• _THE PROBLEM_
Among the entries below, find the lines that hold the word "tokio" and report them.

━━━ RECORDS TO PROCESS ━━━

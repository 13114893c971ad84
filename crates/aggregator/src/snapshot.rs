//! One poll's worth of upstream reports.

use std::time::Duration;

use quake_core::{
    EarlyWarningReport, IntensityReport, RawReport, ReportKind, ReportSource,
    TsunamiForecastReport, TsunamiObservationReport,
};
use tracing::warn;

/// The reports fetched in one polling cycle, partitioned by kind.
#[derive(Debug, Clone, Default)]
pub struct PollSnapshot {
    pub intensity: Vec<IntensityReport>,
    pub forecasts: Vec<TsunamiForecastReport>,
    pub observations: Vec<TsunamiObservationReport>,
    pub warnings: Vec<EarlyWarningReport>,
}

impl PollSnapshot {
    /// Partition a mixed report stream, preserving fetch order per kind.
    pub fn from_reports<I>(reports: I) -> Self
    where
        I: IntoIterator<Item = RawReport>,
    {
        let mut snapshot = Self::default();
        for report in reports {
            match report {
                RawReport::Intensity(r) => snapshot.intensity.push(r),
                RawReport::TsunamiForecast(r) => snapshot.forecasts.push(r),
                RawReport::TsunamiObservation(r) => snapshot.observations.push(r),
                RawReport::EarlyWarning(r) => snapshot.warnings.push(r),
            }
        }
        snapshot
    }

    /// True when every kind came back empty (all fetches failed or the
    /// upstream had nothing) - the caller shows an explicit no-data state.
    pub fn is_empty(&self) -> bool {
        self.intensity.is_empty()
            && self.forecasts.is_empty()
            && self.observations.is_empty()
            && self.warnings.is_empty()
    }
}

/// Fetch all four report kinds concurrently.
///
/// Each fetch is wrapped in its own timeout and degrades to an empty list
/// on failure, so any subset of the kinds may be absent from the snapshot
/// without aborting the poll.
pub async fn fetch_snapshot(source: &dyn ReportSource, timeout: Duration) -> PollSnapshot {
    let (intensity, forecasts, observations, warnings) = tokio::join!(
        fetch_kind(source, ReportKind::Intensity, timeout),
        fetch_kind(source, ReportKind::TsunamiForecast, timeout),
        fetch_kind(source, ReportKind::TsunamiObservation, timeout),
        fetch_kind(source, ReportKind::EarlyWarning, timeout),
    );

    PollSnapshot::from_reports(
        intensity
            .into_iter()
            .chain(forecasts)
            .chain(observations)
            .chain(warnings),
    )
}

async fn fetch_kind(
    source: &dyn ReportSource,
    kind: ReportKind,
    timeout: Duration,
) -> Vec<RawReport> {
    match tokio::time::timeout(timeout, source.fetch(kind)).await {
        Ok(Ok(reports)) => reports,
        Ok(Err(err)) => {
            warn!(kind = ?kind, error = %err, "report fetch failed");
            Vec::new()
        }
        Err(_) => {
            warn!(kind = ?kind, timeout = ?timeout, "report fetch timed out");
            Vec::new()
        }
    }
}

#[cfg(test)]
mod tests {
    use super::*;
    use quake_core::TsunamiStatus;

    #[test]
    fn test_partition_preserves_order() {
        let reports = vec![
            RawReport::Intensity(IntensityReport {
                correlation_id: "a".to_string(),
                time: "t1".to_string(),
                epicenter: None,
                depth: None,
                magnitude: None,
                max_scale: None,
                tsunami: TsunamiStatus::Unknown,
                points: Vec::new(),
            }),
            RawReport::TsunamiForecast(TsunamiForecastReport {
                correlation_id: "b".to_string(),
                areas: Vec::new(),
            }),
            RawReport::Intensity(IntensityReport {
                correlation_id: "c".to_string(),
                time: "t2".to_string(),
                epicenter: None,
                depth: None,
                magnitude: None,
                max_scale: None,
                tsunami: TsunamiStatus::Unknown,
                points: Vec::new(),
            }),
        ];

        let snapshot = PollSnapshot::from_reports(reports);
        assert_eq!(snapshot.intensity.len(), 2);
        assert_eq!(snapshot.intensity[0].correlation_id, "a");
        assert_eq!(snapshot.intensity[1].correlation_id, "c");
        assert_eq!(snapshot.forecasts.len(), 1);
        assert!(snapshot.observations.is_empty());
        assert!(!snapshot.is_empty());
        assert!(PollSnapshot::default().is_empty());
    }
}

━━━

• _SOLUTION TO THIS TASK_
    let (intensity, forecasts, observations, warnings) = tokio::join!(
    match tokio::time::timeout(timeout, source.fetch(kind)).await {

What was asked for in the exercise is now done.